SUPPLIED INFORMATION START
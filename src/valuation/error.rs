//! Valuation error types

use rust_decimal::Decimal;
use serde::{Deserialize, Serialize};
use std::fmt;
use thiserror::Error;

/// A single field-level validation failure
#[derive(Debug, Clone, PartialEq, Eq, Serialize, Deserialize)]
pub struct FieldError {
    /// Input field name, as the caller submitted it (camelCase)
    pub field: String,
    /// Human-readable explanation
    pub message: String,
}

impl FieldError {
    /// Create a new field error
    pub fn new(field: impl Into<String>, message: impl Into<String>) -> Self {
        Self {
            field: field.into(),
            message: message.into(),
        }
    }

    /// Field was required but missing
    pub fn required(field: impl Into<String>) -> Self {
        Self::new(field, "is required")
    }

    /// Field must be strictly positive
    pub fn not_positive(field: impl Into<String>, actual: Decimal) -> Self {
        Self::new(field, format!("must be greater than 0, got {}", actual))
    }

    /// Field must not be negative
    pub fn negative(field: impl Into<String>, actual: Decimal) -> Self {
        Self::new(field, format!("must not be negative, got {}", actual))
    }

    /// Field must lie within an inclusive range
    pub fn out_of_range(
        field: impl Into<String>,
        min: Decimal,
        max: Decimal,
        actual: Decimal,
    ) -> Self {
        Self::new(
            field,
            format!("must be between {} and {}, got {}", min, max, actual),
        )
    }
}

impl fmt::Display for FieldError {
    fn fmt(&self, f: &mut fmt::Formatter<'_>) -> fmt::Result {
        write!(f, "{} {}", self.field, self.message)
    }
}

/// Errors returned by the valuation engine
///
/// Validation failures are routine and carry every offending field.
/// Computation failures mean an arithmetic invariant broke and no
/// result can be trusted.
#[derive(Debug, Clone, PartialEq, Error)]
pub enum ValuationError {
    /// One or more input fields were invalid
    #[error("Invalid input: {}", join_field_errors(.0))]
    Validation(Vec<FieldError>),
    /// Arithmetic produced a value that cannot be represented
    #[error("Computation failed during {stage}: {reason}")]
    Computation {
        stage: &'static str,
        reason: String,
    },
}

impl ValuationError {
    /// Overflow in a checked decimal operation
    pub(crate) fn overflow(stage: &'static str) -> Self {
        ValuationError::Computation {
            stage,
            reason: "decimal overflow".to_string(),
        }
    }

    /// Field errors, empty for computation failures
    pub fn field_errors(&self) -> &[FieldError] {
        match self {
            ValuationError::Validation(errors) => errors,
            ValuationError::Computation { .. } => &[],
        }
    }

    /// Whether this is a routine validation failure
    pub fn is_validation(&self) -> bool {
        matches!(self, ValuationError::Validation(_))
    }
}

fn join_field_errors(errors: &[FieldError]) -> String {
    errors
        .iter()
        .map(ToString::to_string)
        .collect::<Vec<_>>()
        .join("; ")
}

/// Unknown label for a qualitative enum
#[derive(Debug, Clone, PartialEq, Eq, Error)]
#[error("Unknown {kind} '{label}'")]
pub struct ParseLabelError {
    pub kind: &'static str,
    pub label: String,
}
SUPPLIED INFORMATION END
[YOUR INSTRUCTIONS]:
Keep every word the same and copy out all of the entries.

[TASK OUTPUT]:
filename src/valuation/error.rs
//! Valuation error types

use rust_decimal::Decimal;
use serde::{Deserialize, Serialize};
use std::fmt;
use thiserror::Error;

/// A single field-level validation failure
#[derive(Debug, Clone, PartialEq, Eq, Serialize, Deserialize)]
pub struct FieldError {
    /// Input field name, as the caller submitted it (camelCase)
    pub field: String,
    /// Human-readable explanation
    pub message: String,
}

impl FieldError {
    /// Create a new field error
    pub fn new(field: impl Into<String>, message: impl Into<String>) -> Self {
        Self {
            field: field.into(),
            message: message.into(),
        }
    }

    /// Field was required but missing
    pub fn required(field: impl Into<String>) -> Self {
        Self::new(field, "is required")
    }

    /// Field must be strictly positive
    pub fn not_positive(field: impl Into<String>, actual: Decimal) -> Self {
        Self::new(field, format!("must be greater than 0, got {}", actual))
    }

    /// Field must not be negative
    pub fn negative(field: impl Into<String>, actual: Decimal) -> Self {
        Self::new(field, format!("must not be negative, got {}", actual))
    }

    /// Field must lie within an inclusive range
    pub fn out_of_range(
        field: impl Into<String>,
        min: Decimal,
        max: Decimal,
        actual: Decimal,
    ) -> Self {
        Self::new(
            field,
            format!("must be between {} and {}, got {}", min, max, actual),
        )
    }
}

impl fmt::Display for FieldError {
    fn fmt(&self, f: &mut fmt::Formatter<'_>) -> fmt::Result {
        write!(f, "{} {}", self.field, self.message)
    }
}

/// Errors returned by the valuation engine
///
/// Validation failures are routine and carry every offending field.
/// Computation failures mean an arithmetic invariant broke and no
/// result can be trusted.
#[derive(Debug, Clone, PartialEq, Error)]
pub enum ValuationError {
    /// One or more input fields were invalid
    #[error("Invalid input: {}", join_field_errors(.0))]
    Validation(Vec<FieldError>),
    /// Arithmetic produced a value that cannot be represented
    #[error("Computation failed during {stage}: {reason}")]
    Computation {
        stage: &'static str,
        reason: String,
    },
}

impl ValuationError {
    /// Overflow in a checked decimal operation
    pub(crate) fn overflow(stage: &'static str) -> Self {
        ValuationError::Computation {
            stage,
            reason: "decimal overflow".to_string(),
        }
    }

    /// Field errors, empty for computation failures
    pub fn field_errors(&self) -> &[FieldError] {
        match self {
            ValuationError::Validation(errors) => errors,
            ValuationError::Computation { .. } => &[],
        }
    }

    /// Whether this is a routine validation failure
    pub fn is_validation(&self) -> bool {
        matches!(self, ValuationError::Validation(_))
    }
}

fn join_field_errors(errors: &[FieldError]) -> String {
    errors
        .iter()
        .map(ToString::to_string)
        .collect::<Vec<_>>()
        .join("; ")
}

/// Unknown label for a qualitative enum
#[derive(Debug, Clone, PartialEq, Eq, Error)]
#[error("Unknown {kind} '{label}'")]
pub struct ParseLabelError {
    pub kind: &'static str,
    pub label: String,
}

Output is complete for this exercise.